In the weeks since Harvey, strengthening relationships with our community partners and grantees has continued to be of the utmost importance. After all, only in working with our partners can we hope to leave the region stronger than it was before, and form a new legacy that recognizes the impact of the storm — but is not defined by it.

One part of that legacy will be the newly formed Harvey Arts Recovery Fund. Harvey inflicted an estimated $56 million worth of damages on greater Houston’s arts sector, which includes individual artists, small- and mid-sized cultural groups, and large anchor institutions alike. We realized, however, that the arts community would be an unlikely recipient of disaster relief funds. So the Endowment, along with a cohort of arts service grantees, consulted with more than 70 arts groups throughout the Houston region to assess the extent of damages, seed funds to address the immediate needs of the arts community, and begin the planning stage for a long-term fund to fill an expected three-year funding gap.

The example of an arts-specific recovery fund will set a precedent for collaboration that will have far-reaching impacts well beyond Houston’s arts community.

In addition to helping our grantees respond, we also realized post-Harvey that we have an opportunity to take bold steps to re-envision the future of our region — and limit the impacts of the inevitable next flood. Days after the storm, we, along with our colleagues at the Kinder Foundation and the Cynthia and George Mitchell Foundation, convened a group of area researchers with whom we have developed deep relationships over a number of years.

The expertise of researchers in this group ranges from hydrology and engineering, to climate science and coastal resiliency, to urban planning and equitable community development. Very quickly, this diverse group determined that collaborating to provide the most scientifically rigorous information to decision makers and residents alike will serve to strengthen our public officials’ deliberations about flood mitigation — from public risk education campaigns, to policy and regulatory changes, to developing new infrastructure, both “gray” and “green.”
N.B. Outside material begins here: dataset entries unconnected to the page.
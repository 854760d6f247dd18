use std::time::SystemTime;

use serde::{Deserialize, Serialize};
use serde_with::{TimestampMilliSeconds, serde_as};
use uuid::Uuid;

/// Application account as persisted by the storage layer.
///
/// Only the fields needed to manage the Spotify link live here; the rest of the
/// user profile belongs to the surrounding application.
#[derive(Debug, Clone, Serialize, Deserialize, PartialEq, Eq)]
pub struct AccountEntity {
    /// Stable identifier for the account.
    pub id: Uuid,
    /// Login email, unique across accounts.
    pub email: String,
    /// Spotify link state, cleared defaults when never connected.
    #[serde(default)]
    pub spotify: SpotifyLinkEntity,
}

impl AccountEntity {
    /// Create an account that has never been linked to Spotify.
    pub fn new(id: Uuid, email: impl Into<String>) -> Self {
        Self {
            id,
            email: email.into(),
            spotify: SpotifyLinkEntity::default(),
        }
    }
}

/// Persisted Spotify credentials of an account.
///
/// `Default` is the disconnected state: every field cleared.
#[derive(Debug, Clone, Default, Serialize, Deserialize, PartialEq, Eq)]
pub struct SpotifyLinkEntity {
    /// Whether the link is currently considered valid.
    pub connected: bool,
    /// Short-lived bearer credential and the instant it was obtained.
    #[serde(default)]
    pub access_token: AccessTokenEntity,
    /// Long-lived credential used to mint new access tokens.
    pub refresh_token: Option<String>,
    /// Display name cached from the Spotify profile.
    pub username: Option<String>,
}

impl SpotifyLinkEntity {
    /// Link state right after a successful authorization-code exchange.
    pub fn linked(
        access_token: String,
        refresh_token: String,
        username: String,
        obtained_at: SystemTime,
    ) -> Self {
        Self {
            connected: true,
            access_token: AccessTokenEntity::issued(access_token, obtained_at),
            refresh_token: Some(refresh_token),
            username: Some(username),
        }
    }

    /// Access token and its issue instant, only when the link is marked connected
    /// and both halves of the token are present.
    pub fn usable_access_token(&self) -> Option<(&str, SystemTime)> {
        if !self.connected {
            return None;
        }
        self.access_token.current()
    }

    /// Overwrite the access token, leaving the refresh token and username alone.
    pub fn replace_access_token(&mut self, value: String, obtained_at: SystemTime) {
        self.access_token = AccessTokenEntity::issued(value, obtained_at);
    }

    /// True when every token-related field holds its cleared default.
    pub fn is_cleared(&self) -> bool {
        *self == Self::default()
    }
}

/// Access token as stored: value and issue instant are set and cleared together.
#[serde_as]
#[derive(Debug, Clone, Default, Serialize, Deserialize, PartialEq, Eq)]
pub struct AccessTokenEntity {
    /// Bearer token value.
    pub value: Option<String>,
    /// UTC instant the token was obtained, stored as epoch milliseconds.
    #[serde_as(as = "Option<TimestampMilliSeconds<i64>>")]
    pub obtained_at: Option<SystemTime>,
}

impl AccessTokenEntity {
    /// A token obtained at `obtained_at`.
    pub fn issued(value: String, obtained_at: SystemTime) -> Self {
        Self {
            value: Some(value),
            obtained_at: Some(obtained_at),
        }
    }

    /// Both halves of the token, or `None` if either one is missing.
    pub fn current(&self) -> Option<(&str, SystemTime)> {
        match (&self.value, self.obtained_at) {
            (Some(value), Some(obtained_at)) => Some((value.as_str(), obtained_at)),
            _ => None,
        }
    }
}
At its core, this group, named the Greater Houston Flood Mitigation Consortium, was born out of relationships and the desire to ensure that the best minds in the room have the opportunity to compile, analyze, and share a rich array of fact-based information to benefit the community. It serves as a model for what can happen when thought leaders are provided the space — and trust — to come together to tackle complex issues with the support of philanthropy.
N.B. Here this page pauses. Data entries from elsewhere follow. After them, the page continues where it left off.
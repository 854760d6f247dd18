//! Construction of the Spotify consent URL the client redirects the user to.

use rand::{Rng, distr::Alphanumeric, rng};
use reqwest::Url;

use super::error::{SpotifyError, SpotifyResult};
use crate::config::{SpotifyCredentials, SpotifySettings};

const STATE_LENGTH: usize = 32;

/// Random opaque value echoed back by Spotify on the redirect.
pub fn generate_state() -> String {
    rng()
        .sample_iter(&Alphanumeric)
        .take(STATE_LENGTH)
        .map(char::from)
        .collect()
}

/// `{accounts}/authorize?client_id&response_type=code&redirect_uri&scope&state`.
pub fn authorization_url(
    settings: &SpotifySettings,
    credentials: &SpotifyCredentials,
    state: &str,
) -> SpotifyResult<Url> {
    let base = format!(
        "{}/authorize",
        settings.accounts_base_url.trim_end_matches('/')
    );
    let scope = settings.scopes.join(" ");

    Url::parse_with_params(
        &base,
        &[
            ("client_id", credentials.client_id.as_str()),
            ("response_type", "code"),
            ("redirect_uri", credentials.redirect_uri.as_str()),
            ("scope", scope.as_str()),
            ("state", state),
        ],
    )
    .map_err(|err| SpotifyError::InvalidUrl {
        url: base.clone(),
        message: err.to_string(),
    })
}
All of this work in the aftermath of Harvey was possible thanks to strong relationships, both personal and professional, with our grantees and our community. Going forward, we will rely on these relationships to help us advance a more a resilient and equitable future for the people of greater Houston.

Elizabeth Love is senior program officer at Houston Endowment.

She is one of 11 program officers CEP interviewed for its new report, Relationships Matter: Program Officers, Grantees, and the Keys to Success.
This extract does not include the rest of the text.